- Opening Delimiter -

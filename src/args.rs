use crate::pipeline::modem::DEFAULT_CHUNK_BYTES;
use clap::{Args, Parser, Subcommand, ValueEnum};
use std::path::PathBuf;

// CLI root definition. This is the single entrypoint for all supported modes.
#[derive(Parser, Debug)]
#[command(name = "ceng-logger", version)]
#[command(about = "Cellular engineering-mode collector with optional GPS tagging")]
pub struct Cli {
    #[command(subcommand)]
    pub command: AppCommand,
}

// Subcommands map directly to one module each under src/commands/.
#[derive(Subcommand, Debug)]
pub enum AppCommand {
    /// Read CENG reports from a modem, tag them with GPS, and emit JSON records
    Collect(CollectArgs),
    /// Parse a captured modem byte log offline
    Replay(ReplayArgs),
}

impl AppCommand {
    pub fn debug(&self) -> bool {
        match self {
            AppCommand::Collect(args) => args.debug,
            AppCommand::Replay(args) => args.debug,
        }
    }
}

// What the modem reader does when the event queue is full.
#[derive(ValueEnum, Debug, Clone, Copy, PartialEq, Eq)]
pub enum OverflowPolicy {
    /// Wait for the worker to make room
    Block,
    /// Evict the oldest queued event
    DropOldest,
    /// Discard the incoming event
    DropNewest,
}

// Live collection configuration.
#[derive(Args, Debug, Clone)]
pub struct CollectArgs {
    #[arg(short = 'm', long, env = "CENG_MODEM_PORT")]
    pub modem_port: String,
    #[arg(short = 's', long, env = "CENG_MODEM_BAUD", default_value_t = 9_600)]
    pub modem_baud: u32,
    #[arg(short = 'G', long, env = "CENG_GPS_PORT")]
    pub gps_port: Option<String>,
    #[arg(short = 'S', long, env = "CENG_GPS_BAUD", default_value_t = 9_600)]
    pub gps_baud: u32,
    /// Enable debug logging
    #[arg(short = 'd', long, default_value_t = false)]
    pub debug: bool,
    #[arg(long, default_value_t = 5)]
    pub gps_warm_up_secs: u64,
    #[arg(long, default_value_t = DEFAULT_CHUNK_BYTES)]
    pub read_chunk_bytes: usize,
    #[arg(long, default_value_t = 10)]
    pub modem_timeout_ms: u64,
    #[arg(long, default_value_t = 1_000)]
    pub gps_timeout_ms: u64,
    /// Queue capacity; 0 means unbounded
    #[arg(long, default_value_t = 4_096)]
    pub queue_capacity: usize,
    #[arg(long, value_enum, default_value_t = OverflowPolicy::DropOldest)]
    pub overflow: OverflowPolicy,
    /// Append JSON lines here instead of writing to stdout
    #[arg(long)]
    pub output: Option<PathBuf>,
    #[arg(long, default_value_t = 3)]
    pub reconnect_attempts: u32,
    #[arg(long, default_value_t = 2_000)]
    pub reconnect_delay_ms: u64,
    #[arg(long, default_value_t = 2_000)]
    pub drain_timeout_ms: u64,
    #[arg(long, default_value = "ceng_collect.lock")]
    pub lock_file: PathBuf,
}

impl CollectArgs {
    pub fn queue_capacity(&self) -> Option<usize> {
        (self.queue_capacity > 0).then_some(self.queue_capacity)
    }
}

// Offline replay configuration.
#[derive(Args, Debug, Clone)]
pub struct ReplayArgs {
    #[arg(long)]
    pub input: PathBuf,
    #[arg(long)]
    pub output: Option<PathBuf>,
    #[arg(short = 'd', long, default_value_t = false)]
    pub debug: bool,
}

- Closing Delimiter -

Working through the records above, copy each line in which "JSON" is found.

SOLUTION TO THE EXERCISE:
    /// Read CENG reports from a modem, tag them with GPS, and emit JSON records
    /// Append JSON lines here instead of writing to stdout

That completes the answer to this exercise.